Just as strict as if you were cutting.


----------



## Breda (May 2, 2011)

I eat foods I enjoy within reason

I dont go and eat sh!te for the sake of it and tell myself I'm "bulkin"as a way to justify it but I will eat cake and ice cream if I fancy it

So no... not strict


----------



## Carbon-12 (Feb 26, 2013)

pretty strict, especially when it comes to grams of fat but dont think ill be any longer coz i want to grow quicker!! :bounce:


----------



## resten (Apr 4, 2012)

@Mish, how strict were you?


----------



## Breda (May 2, 2011)

resten said:


> @Mish, how strict were you?


His dedication to gettin fat was remarkable


----------



## Mr_Morocco (May 28, 2011)

Usually 1 cheat day a week where ill eat whatever i want, but that'll cut down to a cheat meal on a saturday night whilst on cycle and ill be as strict as possible


----------



## resten (Apr 4, 2012)

Breda said:


> His dedication to gettin fat was remarkable


He could do with a coach!


----------



## Elvis82 (Mar 23, 2012)

jon1 said:


> eat everything, tren keeps you lean


Lol


----------



## Mish (May 1, 2011)

resten said:


> @Mish, how strict were you?


Very strict. Followed the diet plan to the letter.


----------



## marknorthumbria (Oct 1, 2009)

Av never 'bulked' in me life lol,

I've had periods where the amount of sh1t eaten increases but every day I wake up with the aim to lose some fat and put on muscle


----------



## ableton (May 24, 2013)

i eat whatever the hell i want... and have never been above 13% body fat


----------



## Dan 45 (Aug 16, 2012)

On AAS- Not strict

Without AAS- Strict


----------



## reza85 (Jan 11, 2009)

Well cutting at the mo but just taken conp on as a coach will see what my bulk is gone look like

As once lean he wants me to stay as lean and increase lbm


----------



## Breda (May 2, 2011)

reza85 said:


> Well cutting at the mo but just taken conp on as a coach will see what my bulk is gone look like
> 
> As once lean he wants me to stay as lean and increase lbm


Good choice on coach mate


----------



## reza85 (Jan 11, 2009)

Breda said:


> Good choice on coach mate


Thanks mate just started but the man seems to know his


----------



## Dazza (Aug 7, 2010)

Strict but not in the usual sense. If i feel the need to cheat then i will, but given i go through a fair bit of food i don't if ever feel the need to stray.

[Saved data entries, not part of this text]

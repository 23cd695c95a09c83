use std::process::Command;

fn main() {
    if let Ok(target) = std::env::var("TARGET") {
        println!("cargo:rustc-env=MUXPLEX_BUILD_TARGET={target}");
    }

    let git_hash = Command::new("git")
        .args(["rev-parse", "--short", "HEAD"])
        .output()
        .ok()
        .filter(|output| output.status.success())
        .and_then(|output| String::from_utf8(output.stdout).ok())
        .map(|hash| hash.trim().to_string())
        .filter(|hash| !hash.is_empty());
    if let Some(hash) = git_hash {
        println!("cargo:rustc-env=MUXPLEX_GIT_HASH={hash}");
    }

    println!("cargo:rerun-if-env-changed=TARGET");
}
use muxplex_frame::FrameConfig;

/// Default limit for bytes queued for the transport: 4 MiB.
pub const DEFAULT_MAX_PENDING_OUTPUT: usize = 4 * 1024 * 1024;

/// What to do with a connection frame for a stream id that is already open.
#[derive(Debug, Clone, Copy, PartialEq, Eq, Default)]
pub enum DuplicateConnection {
    /// End the open stream and accept the new one.
    #[default]
    Replace,
    /// Keep the open stream and drop the frame.
    Reject,
}

/// Endpoint behavior configuration.
#[derive(Debug, Clone)]
pub struct EndpointConfig {
    /// Limits applied to inbound frames.
    pub frame: FrameConfig,
    /// Stream writes fail with `Backpressure` while at least this many bytes
    /// wait to be taken by the transport.
    pub max_pending_output: usize,
    /// Policy for a connection frame naming an open stream.
    pub duplicate_connection: DuplicateConnection,
}

impl EndpointConfig {
    /// Override the inbound frame limits.
    pub fn with_frame_config(mut self, frame: FrameConfig) -> Self {
        self.frame = frame;
        self
    }

    /// Override the outgoing buffer limit.
    pub fn with_max_pending_output(mut self, limit: usize) -> Self {
        self.max_pending_output = limit;
        self
    }

    /// Override the duplicate connection policy.
    pub fn with_duplicate_connection(mut self, policy: DuplicateConnection) -> Self {
        self.duplicate_connection = policy;
        self
    }
}

impl Default for EndpointConfig {
    fn default() -> Self {
        Self {
            frame: FrameConfig::default(),
            max_pending_output: DEFAULT_MAX_PENDING_OUTPUT,
            duplicate_connection: DuplicateConnection::default(),
        }
    }
}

I only really cheat when dieting, and that's just to refeed.


----------



## Armz (Mar 20, 2012)

I put on 3 stone on my last bulk and it was hard work losing it.

This winter I'm taking it easy and watching my calories more to make it easier next time I cut.


----------



## Armz (Mar 20, 2012)

I put on 3 stone on my last bulk and it was hard work losing it.

This winter I'm taking it easy and watching my calories more to make it easier next time I cut.


----------



## PRD (Sep 4, 2010)

Armz said:


> I put on 3 stone on my last bulk and it was hard work losing it.
> 
> This winter I'm taking it easy and watching my calories more to make it easier next time I cut.


i did the same on my last bulk put on 15kg of fat, going for a more sensible approach this time


----------